Records drawn from a dataset
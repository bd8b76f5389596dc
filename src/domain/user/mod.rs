// src/domain/user/mod.rs
pub mod entity;
pub mod repository;
pub mod value_objects;

pub use entity::{NewUser, User, UserUpdate};
pub use repository::UserRepository;
pub use value_objects::{Email, PasswordHash, UserId, Username};
// src/domain/user/entity.rs
use crate::domain::user::value_objects::{Email, PasswordHash, UserId, Username};
use chrono::{DateTime, Utc};

#[derive(Debug, Clone)]
pub struct User {
    pub id: UserId,
    pub username: Username,
    pub email: Email,
    pub password_hash: PasswordHash,
    pub is_active: bool,
    pub confirmation_token: Option<String>,
    pub created_at: DateTime<Utc>,
}

#[derive(Debug, Clone)]
pub struct NewUser {
    pub username: Username,
    pub email: Email,
    pub password_hash: PasswordHash,
    pub is_active: bool,
    pub confirmation_token: Option<String>,
    pub created_at: DateTime<Utc>,
}

impl NewUser {
    /// A freshly registered account: disabled until the confirmation token
    /// is redeemed.
    pub fn pending_confirmation(
        username: Username,
        email: Email,
        password_hash: PasswordHash,
        confirmation_token: String,
        created_at: DateTime<Utc>,
    ) -> Self {
        Self {
            username,
            email,
            password_hash,
            is_active: false,
            confirmation_token: Some(confirmation_token),
            created_at,
        }
    }
}

#[derive(Debug, Clone)]
pub struct UserUpdate {
    pub id: UserId,
    pub is_active: Option<bool>,
    pub clear_confirmation_token: bool,
}

impl UserUpdate {
    pub fn new(id: UserId) -> Self {
        Self {
            id,
            is_active: None,
            clear_confirmation_token: false,
        }
    }

    pub fn with_is_active(mut self, is_active: bool) -> Self {
        self.is_active = Some(is_active);
        self
    }

    pub fn with_confirmation_token_cleared(mut self) -> Self {
        self.clear_confirmation_token = true;
        self
    }
}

Exercise instructions ▸ Both the first line of the records above and the line containing "pub use repository::UserRepository;" are to be transcribed exactly, together with every line between them, and nothing else.

Your solution ▸
repository bd8b76f5389596dc
filename src/domain/user/mod.rs
// src/domain/user/mod.rs
pub mod entity;
pub mod repository;
pub mod value_objects;

pub use entity::{NewUser, User, UserUpdate};
pub use repository::UserRepository;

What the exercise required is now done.